The COVID-19 pandemic has renewed and expanded interest in non-surgical healthcare robots worldwide. A growing number of hospitals and healthcare providers is realizing that robots can offer significant improvements in the delivery of care, laboratory efficiency, and rehabilitation, as seen in the examples below.
The novel coronavirus has highlighted the global shortage of skilled medical staffers. In combination with sometimes laborious and slow laboratory test processes, it can limit access to life-saving treatments.
ABB Research Hub Demonstrates Future of Care
In response to the talent shortage and laborious processes, biopharmaceutical and testing laboratories are turning to automation to improve productivity, safety, and consistency. In turn, higher-quality, more flexible care can enhance patient outcomes. Major nonsurgical robotics suppliers have recognized this market.
One example is Swiss-Swedish multinational ABB Robotics, which last year opened a global research hub at the Texas Medical Center in Houston. The 5,300-sq.-ft. (500m2) facility includes an automation laboratory and robot training facilities, as well as meeting spaces for co-developing solutions with innovation partners.
ABB views the new unit as the first “global robotics for healthcare research hub,” according to Jose-Manuel Collados, healthcare solutions business line manager at ABB Robotics. A dedicated on-site ABB research team is working alongside medical staffers, scientists, engineers, researchers, and investors from local hospitals, blue-chip technology companies, and start-ups on the TMC campus. They are developing nonsurgical medical robotics systems, including logistics and next-generation automated laboratory technologies.
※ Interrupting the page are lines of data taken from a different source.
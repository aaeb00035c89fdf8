use std::sync::Arc;

use tokio::sync::watch;

use rollcall_core::errors::{RollcallError, RollcallResult};
use rollcall_core::models::class::ClassRecord;
use rollcall_core::models::student::{AttendanceStatus, ScanResponse, StudentRecord};
use rollcall_db::store::RosterStore;

/// Owns every mutation path into the roster collection and notifies
/// subscribers after each one.
///
/// Subscription contract: a new subscriber receives the current roster
/// immediately, then a fresh copy after every mutation, including ones
/// triggered externally such as a QR scan. Dropping the receiver
/// unsubscribes.
pub struct RosterService {
    store: Arc<dyn RosterStore>,
    tx: watch::Sender<Vec<StudentRecord>>,
}

impl RosterService {
    /// Builds the service and primes the channel with the stored roster.
    pub async fn new(store: Arc<dyn RosterStore>) -> RollcallResult<Self> {
        let roster = store.list_students().await.map_err(RollcallError::Database)?;
        let (tx, _rx) = watch::channel(roster);

        Ok(Self { store, tx })
    }

    pub fn subscribe(&self) -> watch::Receiver<Vec<StudentRecord>> {
        self.tx.subscribe()
    }

    /// Re-reads the roster and pushes it to all subscribers.
    async fn publish(&self) -> RollcallResult<Vec<StudentRecord>> {
        let roster = self
            .store
            .list_students()
            .await
            .map_err(RollcallError::Database)?;
        self.tx.send_replace(roster.clone());

        Ok(roster)
    }

    pub async fn roster(&self) -> RollcallResult<Vec<StudentRecord>> {
        self.store
            .list_students()
            .await
            .map_err(RollcallError::Database)
    }

    pub async fn get(&self, id: &str) -> RollcallResult<StudentRecord> {
        self.store
            .get_student(id)
            .await
            .map_err(RollcallError::Database)?
            .ok_or_else(|| RollcallError::NotFound(format!("Student with id {id} not found")))
    }

    /// Admits a new student, status forced to Absent.
    pub async fn add_student(
        &self,
        id: String,
        name: String,
        password_hash: String,
    ) -> RollcallResult<StudentRecord> {
        let record = StudentRecord {
            id,
            name,
            status: AttendanceStatus::Absent,
            attended_classes: Vec::new(),
        };

        let inserted = self
            .store
            .insert_student(&record, &password_hash)
            .await
            .map_err(RollcallError::Database)?;
        if !inserted {
            return Err(RollcallError::Conflict(format!(
                "Student with id {} already exists",
                record.id
            )));
        }

        tracing::info!(student = %record.id, "student added to roster");
        self.publish().await?;

        Ok(record)
    }

    /// Password check for student logins. A mismatch (or unknown id) is a
    /// `false` value, never an error.
    pub async fn verify_credentials(&self, id: &str, password: &str) -> RollcallResult<bool> {
        self.store
            .verify_credentials(id, password)
            .await
            .map_err(RollcallError::Database)
    }

    /// Marks a student present for the currently active class.
    ///
    /// The caller supplies the active class from a fresh schedule snapshot.
    /// The two rejection cases stay distinct: no class in progress at all
    /// versus a scanned code that does not match the active class.
    pub async fn mark_attendance(
        &self,
        student_id: &str,
        scanned_code: Option<&str>,
        active: Option<&ClassRecord>,
    ) -> RollcallResult<ScanResponse> {
        let active = active.ok_or(RollcallError::NoActiveClass)?;

        if let Some(code) = scanned_code {
            if code != active.code {
                return Err(RollcallError::ClassMismatch {
                    expected: active.code.clone(),
                    got: code.to_string(),
                });
            }
        }

        if self
            .store
            .get_student(student_id)
            .await
            .map_err(RollcallError::Database)?
            .is_none()
        {
            return Err(RollcallError::NotFound(format!(
                "Student with id {student_id} not found"
            )));
        }

        self.store
            .record_attendance(student_id, &active.code)
            .await
            .map_err(RollcallError::Database)?;
        self.store
            .set_status(student_id, AttendanceStatus::Present)
            .await
            .map_err(RollcallError::Database)?;

        tracing::info!(student = %student_id, class = %active.code, "attendance marked");

        let roster = self.publish().await?;
        let student = roster
            .into_iter()
            .find(|student| student.id == student_id)
            .ok_or_else(|| RollcallError::NotFound(format!("Student with id {student_id} not found")))?;

        Ok(ScanResponse {
            student,
            class_code: active.code.clone(),
        })
    }

    /// Manual staff override of a student's status. Marking Present with a
    /// class code also lands in the attendance history.
    pub async fn set_status(
        &self,
        student_id: &str,
        status: AttendanceStatus,
        class_code: Option<&str>,
    ) -> RollcallResult<StudentRecord> {
        // Existence first: a mistyped id must come back as NotFound, not as
        // the store rejecting the history insert.
        if self
            .store
            .get_student(student_id)
            .await
            .map_err(RollcallError::Database)?
            .is_none()
        {
            return Err(RollcallError::NotFound(format!(
                "Student with id {student_id} not found"
            )));
        }

        if let (AttendanceStatus::Present, Some(code)) = (status, class_code) {
            self.store
                .record_attendance(student_id, code)
                .await
                .map_err(RollcallError::Database)?;
        }

        let updated = self
            .store
            .set_status(student_id, status)
            .await
            .map_err(RollcallError::Database)?;
        if !updated {
            return Err(RollcallError::NotFound(format!(
                "Student with id {student_id} not found"
            )));
        }

        let roster = self.publish().await?;
        roster
            .into_iter()
            .find(|student| student.id == student_id)
            .ok_or_else(|| RollcallError::NotFound(format!("Student with id {student_id} not found")))
    }

    /// Sets the whole roster back to Absent. Runs as a single statement in
    /// the store, so readers never observe a half-reset roster.
    pub async fn reset_all_statuses(&self) -> RollcallResult<u64> {
        let count = self
            .store
            .reset_all_statuses()
            .await
            .map_err(RollcallError::Database)?;

        tracing::info!(students = count, "roster statuses reset to Absent");
        self.publish().await?;

        Ok(count)
    }
}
“All the demos are concepts that ABB will work with the medical community to refine, with the goal to develop robotic systems that are able to carry out repetitive, delicate and mundane processes, leaving highly skilled medical and laboratory staff free to undertake more valuable roles and ultimately treat more patients,” Collados said.
Existing demonstrations include a liquid handling or pipetting station, featuring an IRB 1200 6-axis articulated arm robot, and a centrifuge loading and unloading system, featuring an IRB 14050 single-arm YuMi robot.